----- Information provided -----

// src/systems/google_trends.rs
// THE LIVE CLIENT
// Talks to the public Google Trends web API (the same two calls the website makes):
//   1. /trends/api/explore                 -> widget token for the time series
//   2. /trends/api/widgetdata/multiline    -> the time series itself
// Both answers start with an anti-JSON-hijacking prefix (")]}'") that we strip.

use chrono::{DateTime, NaiveDate};
use reqwest::blocking::Client;
use serde::Deserialize;
use serde_json::{json, Value};
use tracing::{debug, info};

use super::{InterestPoint, TrendQuery, TrendSource};
use crate::config::Settings;
use crate::error::{TrendsError, CLIENT_NAME};

const EXPLORE_PATH: &str = "/trends/api/explore";
const MULTILINE_PATH: &str = "/trends/api/widgetdata/multiline";
const TIMESERIES_WIDGET: &str = "TIMESERIES";

#[derive(Deserialize)]
struct ExploreResponse {
    #[serde(default)]
    widgets: Vec<Widget>,
}

#[derive(Deserialize, Debug)]
struct Widget {
    id: String,
    #[serde(default)]
    token: Option<String>,
    #[serde(default)]
    request: Value,
}

#[derive(Deserialize)]
struct MultilineResponse {
    default: Timeline,
}

#[derive(Deserialize)]
struct Timeline {
    #[serde(rename = "timelineData", default)]
    timeline_data: Vec<TimelinePoint>,
}

#[derive(Deserialize)]
struct TimelinePoint {
    time: String,
    #[serde(default)]
    value: Vec<i64>,
}

pub struct GoogleTrendsClient {
    http: Client,
    base_url: String,
    hl: String,
    tz: i32,
}

impl GoogleTrendsClient {
    pub fn new(settings: &Settings) -> Result<Self, TrendsError> {
        // reqwest's blocking client has no separate read timeout; the total
        // request timeout plays that role.
        let http = Client::builder()
            .connect_timeout(settings.connect_timeout)
            .timeout(settings.read_timeout)
            .cookie_store(true)
            .user_agent(concat!("trends_radar/", env!("CARGO_PKG_VERSION")))
            .build()
            .map_err(|e| TrendsError::Query(e.to_string()))?;

        Ok(Self {
            http,
            base_url: settings.base_url.clone(),
            hl: settings.hl.clone(),
            tz: settings.tz,
        })
    }

    // Google hands out the NID cookie on the landing page; without it the API
    // answers 429 much sooner. Best effort only.
    fn warm_up(&self) {
        let url = format!("{}/", self.base_url);
        match self.http.get(&url).query(&[("geo", cookie_geo(&self.hl))]).send() {
            Ok(resp) => debug!("TRENDS: Cookie warm-up returned {}", resp.status()),
            Err(e) => debug!("TRENDS: Cookie warm-up failed: {}", e),
        }
    }

    fn get_text(&self, path: &str, params: &[(&str, String)]) -> Result<String, TrendsError> {
        let url = format!("{}{}", self.base_url, path);

        let response = self
            .http
            .get(&url)
            .query(params)
            .send()
            .map_err(|e| TrendsError::classify(format!("The request failed: {}", e)))?;

        let status = response.status();
        if !status.is_success() {
            return Err(TrendsError::classify(format!(
                "The request failed: Google returned a response with code {} ({})",
                status.as_u16(),
                status.canonical_reason().unwrap_or("Unknown")
            )));
        }

        response
            .text()
            .map_err(|e| TrendsError::classify(format!("Failed to read response: {}", e)))
    }

    fn base_params(&self) -> Vec<(&'static str, String)> {
        vec![("hl", self.hl.clone()), ("tz", self.tz.to_string())]
    }
}

impl TrendSource for GoogleTrendsClient {
    fn name(&self) -> &str {
        CLIENT_NAME
    }

    fn interest_over_time(&self, query: &TrendQuery) -> Result<Vec<InterestPoint>, TrendsError> {
        self.warm_up();

        // 1. Explore: which widget holds the time series, and its token
        let mut params = self.base_params();
        params.push(("req", explore_request(query).to_string()));
        let body = self.get_text(EXPLORE_PATH, &params)?;
        let widget = parse_explore(&body)?;
        let token = widget
            .token
            .ok_or_else(|| TrendsError::Query("TIMESERIES widget carries no token".to_string()))?;

        // 2. Multiline: the series itself
        let mut params = self.base_params();
        params.push(("req", widget.request.to_string()));
        params.push(("token", token));
        let body = self.get_text(MULTILINE_PATH, &params)?;
        let points = parse_timeline(&body)?;

        info!("TRENDS: Google returned {} points for '{}'", points.len(), query.keyword);
        Ok(points)
    }
}

/// Region code for the cookie request: the tail of `hl` ("en-US" -> "US").
fn cookie_geo(hl: &str) -> String {
    let chars: Vec<char> = hl.chars().collect();
    chars[chars.len().saturating_sub(2)..].iter().collect()
}

fn explore_request(query: &TrendQuery) -> Value {
    json!({
        "comparisonItem": [{
            "keyword": query.keyword,
            "time": query.timeframe,
            "geo": query.geo,
        }],
        "category": query.category,
        "property": query.property,
    })
}

/// Drops everything before the first `{` and parses the rest.
fn parse_guarded<T: for<'de> Deserialize<'de>>(body: &str) -> Result<T, TrendsError> {
    let start = body
        .find('{')
        .ok_or_else(|| TrendsError::Query("Google Trends returned no JSON payload".to_string()))?;
    serde_json::from_str(&body[start..])
        .map_err(|e| TrendsError::Query(format!("Unexpected response from Google Trends: {}", e)))
}

fn parse_explore(body: &str) -> Result<Widget, TrendsError> {
    let explore: ExploreResponse = parse_guarded(body)?;
    explore
        .widgets
        .into_iter()
        .find(|w| w.id == TIMESERIES_WIDGET)
        .ok_or_else(|| TrendsError::Query("No TIMESERIES widget in explore response".to_string()))
}

fn parse_timeline(body: &str) -> Result<Vec<InterestPoint>, TrendsError> {
    let multiline: MultilineResponse = parse_guarded(body)?;
    multiline
        .default
        .timeline_data
        .into_iter()
        .map(|point| {
            Ok(InterestPoint {
                date: unix_day(&point.time)?,
                value: point.value.first().copied().unwrap_or(0),
            })
        })
        .collect()
}

fn unix_day(raw: &str) -> Result<NaiveDate, TrendsError> {
    raw.parse::<i64>()
        .ok()
        .and_then(|secs| DateTime::from_timestamp(secs, 0))
        .map(|dt| dt.date_naive())
        .ok_or_else(|| TrendsError::Query(format!("Bad timestamp in timeline: {}", raw)))
}
// src/config.rs
// COMMAND LINE + RUNTIME SETTINGS
// Every knob can also come from a TRENDS_RADAR_* environment variable.

use clap::builder::FalseyValueParser;
use clap::Parser;
use std::time::Duration;

pub const DEFAULT_BASE_URL: &str = "https://trends.google.com";

#[derive(Debug, Parser)]
#[command(
    name = "trends_radar",
    about = "Search-interest history for a keyword, as JSON",
    disable_help_flag = true,
    disable_version_flag = true
)]
pub struct Cli {
    /// Keyword to look up. Echoed back verbatim.
    #[arg(allow_hyphen_values = true)]
    pub keyword: Option<String>,

    /// Ignored; only the first keyword is looked up.
    #[arg(hide = true, allow_hyphen_values = true)]
    pub extra: Vec<String>,

    /// Interface language sent to Google Trends
    #[arg(long, env = "TRENDS_RADAR_HL", default_value = "en-US")]
    pub hl: String,

    /// Timezone offset in minutes sent to Google Trends
    #[arg(long, env = "TRENDS_RADAR_TZ", default_value_t = 360, allow_hyphen_values = true)]
    pub tz: i32,

    /// Connect timeout in seconds
    #[arg(long, env = "TRENDS_RADAR_CONNECT_TIMEOUT", default_value_t = 10)]
    pub connect_timeout: u64,

    /// Read timeout in seconds
    #[arg(long, env = "TRENDS_RADAR_READ_TIMEOUT", default_value_t = 25)]
    pub read_timeout: u64,

    #[arg(long, env = "TRENDS_RADAR_BASE_URL", default_value = DEFAULT_BASE_URL)]
    pub base_url: String,

    /// Skip the live client entirely and emit synthetic data
    #[arg(long, env = "TRENDS_RADAR_OFFLINE", value_parser = FalseyValueParser::new())]
    pub offline: bool,

    /// Add `trend` and `volatility` summaries to the output
    #[arg(long, env = "TRENDS_RADAR_ANALYZE", value_parser = FalseyValueParser::new())]
    pub analyze: bool,
}

impl Cli {
    /// The keyword to look up. When clap consumed every argument as a flag
    /// (`trends_radar --offline`), the first raw argument is the keyword.
    pub fn keyword_from(&self, raw_args: &[String]) -> Option<String> {
        self.keyword.clone().or_else(|| raw_args.first().cloned())
    }
}

/// Resolved settings handed to the live client.
#[derive(Debug, Clone, PartialEq)]
#[cfg_attr(not(feature = "live"), allow(dead_code))]
pub struct Settings {
    pub hl: String,
    pub tz: i32,
    pub connect_timeout: Duration,
    pub read_timeout: Duration,
    pub base_url: String,
    pub offline: bool,
    pub analyze: bool,
}

impl Default for Settings {
    fn default() -> Self {
        Self {
            hl: "en-US".to_string(),
            tz: 360,
            connect_timeout: Duration::from_secs(10),
            read_timeout: Duration::from_secs(25),
            base_url: DEFAULT_BASE_URL.to_string(),
            offline: false,
            analyze: false,
        }
    }
}

impl From<&Cli> for Settings {
    fn from(cli: &Cli) -> Self {
        Self {
            hl: cli.hl.clone(),
            tz: cli.tz,
            connect_timeout: Duration::from_secs(cli.connect_timeout),
            read_timeout: Duration::from_secs(cli.read_timeout),
            base_url: cli.base_url.trim_end_matches('/').to_string(),
            offline: cli.offline,
            analyze: cli.analyze,
        }
    }
}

-----

All lines above that contain the word "send" are to be copied.

* Exercise response:
        match self.http.get(&url).query(&[("geo", cookie_geo(&self.hl))]).send() {
            .send()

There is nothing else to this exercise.